Personal information
- Nickname: Paddles
- Nationality: Australian
- Born: 7 October 1950 (age 75) Coffs Harbour

Medal record
Representing Australia
World Outdoor Championships
| Bronze medal – third place | 1996 Adelaide | pairs |
| Bronze medal – third place | 1996 Adelaide | fours |
| Silver medal – second place | 2000 Johannesburg | triples |
| Gold medal – first place | 2000 Johannesburg | team |
Commonwealth Games
| Gold medal – first place | 1994 Victoria | pairs |
| Silver medal – second place | 1998 Kuala Lumpur | fours |
Asia Pacific Bowls Championships
| Gold medal – first place | 1989 Suva | triples |
| Gold medal – first place | 1989 Suva | fours |
| Silver medal – second place | 1995 Dunedin | pairs |
| Bronze medal – third place | 1995 Dunedin | fours |
| Silver medal – second place | 1997 Warilla | fours |
| Gold medal – first place | 1999 Kuala Lumpur | triples |
| Gold medal – first place | 1999 Kuala Lumpur | fours |
| Gold medal – first place | 2001 Melbourne | triples |
| Gold medal – first place | 2001 Melbourne | fours |

= Rex Johnston (bowls) =

Australian lawn bowler

Rex Johnston (born 1950) is an Australian international lawn bowler.

==Bowls career==
===World Championships===
Johnston won two bronze medals in the pairs and fours at the 1996 World Outdoor Bowls Championship in Adelaide. He won a silver medal in the triples at the 2000 World Outdoor Bowls Championship in Johannesburg.

===Commonwealth Games===
In addition he has appeared at four Commonwealth Games, winning a gold medal at the 1994 Commonwealth Games, and a silver at the 1998 Commonwealth Games and won he pairs title at the Australian National Bowls Championships in 1987.

===Other===
He won nine medals at the Asia Pacific Bowls Championships including six gold medals.
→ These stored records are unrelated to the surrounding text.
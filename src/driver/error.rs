//! Error types for the HLCDC layer engine
//!
//! Errors are organized by domain for better diagnostics:
//! - [`ConfigError`]: Layer description and initialization failures
//! - [`DmaError`]: Descriptor pool and release queue shortages
//! - [`IoError`]: Hardware handshakes and call sequencing
//!
//! The unified [`Error`] enum wraps all domain errors and is returned
//! by most layer methods.

// =============================================================================
// Configuration Errors
// =============================================================================

/// Configuration and initialization errors
#[derive(Debug, Clone, Copy, PartialEq, Eq)]
#[cfg_attr(feature = "defmt", derive(defmt::Format))]
pub enum ConfigError {
    /// Layer already initialized
    AlreadyInitialized,
    /// Layer used before `init`
    NotInitialized,
    /// Plane count outside `1..=MAX_PLANES`
    InvalidPlaneCount,
    /// Configuration register count outside `1..=MAX_CONFIGS`
    InvalidConfigCount,
}

impl core::fmt::Display for ConfigError {
    fn fmt(&self, f: &mut core::fmt::Formatter<'_>) -> core::fmt::Result {
        f.write_str(self.as_str())
    }
}

impl ConfigError {
    /// Returns a human-readable description of the error
    #[must_use]
    pub const fn as_str(&self) -> &'static str {
        match self {
            ConfigError::AlreadyInitialized => "already initialized",
            ConfigError::NotInitialized => "not initialized",
            ConfigError::InvalidPlaneCount => "invalid plane count",
            ConfigError::InvalidConfigCount => "invalid configuration register count",
        }
    }
}

// =============================================================================
// DMA Errors
// =============================================================================

/// Descriptor and release bookkeeping errors
///
/// Both variants are transient: the resources come back as the hardware
/// retires flips and the release task runs.
#[derive(Debug, Clone, Copy, PartialEq, Eq)]
#[cfg_attr(feature = "defmt", derive(defmt::Format))]
pub enum DmaError {
    /// Not enough free descriptors for a new flip
    Exhausted,
    /// Deferred release queue cannot absorb another flip
    ReleaseQueueFull,
}

impl core::fmt::Display for DmaError {
    fn fmt(&self, f: &mut core::fmt::Formatter<'_>) -> core::fmt::Result {
        f.write_str(self.as_str())
    }
}

impl DmaError {
    /// Returns a human-readable description of the error
    #[must_use]
    pub const fn as_str(&self) -> &'static str {
        match self {
            DmaError::Exhausted => "descriptor pool exhausted",
            DmaError::ReleaseQueueFull => "release queue full",
        }
    }
}

// =============================================================================
// I/O Errors
// =============================================================================

/// Runtime hardware and sequencing errors
#[derive(Debug, Clone, Copy, PartialEq, Eq)]
#[cfg_attr(feature = "defmt", derive(defmt::Format))]
pub enum IoError {
    /// Operation timed out
    Timeout,
    /// Invalid state for operation (e.g., update already open)
    InvalidState,
}

impl core::fmt::Display for IoError {
    fn fmt(&self, f: &mut core::fmt::Formatter<'_>) -> core::fmt::Result {
        f.write_str(self.as_str())
    }
}

impl IoError {
    /// Returns a human-readable description of the error
    #[must_use]
    pub const fn as_str(&self) -> &'static str {
        match self {
            IoError::Timeout => "operation timed out",
            IoError::InvalidState => "invalid state for operation",
        }
    }
}

// =============================================================================
// Unified Error Type
// =============================================================================

/// This enum wraps all domain-specific errors for unified error handling.
///
/// Match on the inner domain error for specific handling:
/// ```ignore
/// match layer.update_start() {
///     Err(e) if e.is_transient() => { /* retry next frame */ }
///     Err(Error::Io(IoError::InvalidState)) => { /* commit or roll back first */ }
///     _ => {}
/// }
/// ```
#[derive(Debug, Clone, Copy, PartialEq, Eq)]
#[cfg_attr(feature = "defmt", derive(defmt::Format))]
pub enum Error {
    /// Configuration error
    Config(ConfigError),
    /// DMA error
    Dma(DmaError),
    /// I/O error
    Io(IoError),
}

impl Error {
    /// True if retrying the operation later may succeed
    #[must_use]
    pub const fn is_transient(&self) -> bool {
        matches!(self, Error::Dma(_))
    }
}

impl core::fmt::Display for Error {
    fn fmt(&self, f: &mut core::fmt::Formatter<'_>) -> core::fmt::Result {
        match self {
            Error::Config(e) => write!(f, "config: {}", e.as_str()),
            Error::Dma(e) => write!(f, "dma: {}", e.as_str()),
            Error::Io(e) => write!(f, "io: {}", e.as_str()),
        }
    }
}

// From impls for automatic conversion
impl From<ConfigError> for Error {
    fn from(e: ConfigError) -> Self {
        Error::Config(e)
    }
}

impl From<DmaError> for Error {
    fn from(e: DmaError) -> Self {
        Error::Dma(e)
    }
}

impl From<IoError> for Error {
    fn from(e: IoError) -> Self {
        Error::Io(e)
    }
}

/// Result type alias for layer operations
pub type Result<T> = core::result::Result<T, Error>;

/// Result type alias for configuration operations
pub type ConfigResult<T> = core::result::Result<T, ConfigError>;

/// Result type alias for DMA operations
pub type DmaResult<T> = core::result::Result<T, DmaError>;

/// Result type alias for I/O operations
pub type IoResult<T> = core::result::Result<T, IoError>;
In 1989, he won the Hong Kong International Bowls Classic pairs title.

===Coaching and awards===
He coached Malta at the 2006 Commonwealth Games, and from 2009-11 he was the Australian National Coach.

In October 2017 he was entered into the Bowls Australia Sporting Hall of Fame as one of only three "legends" of the sport.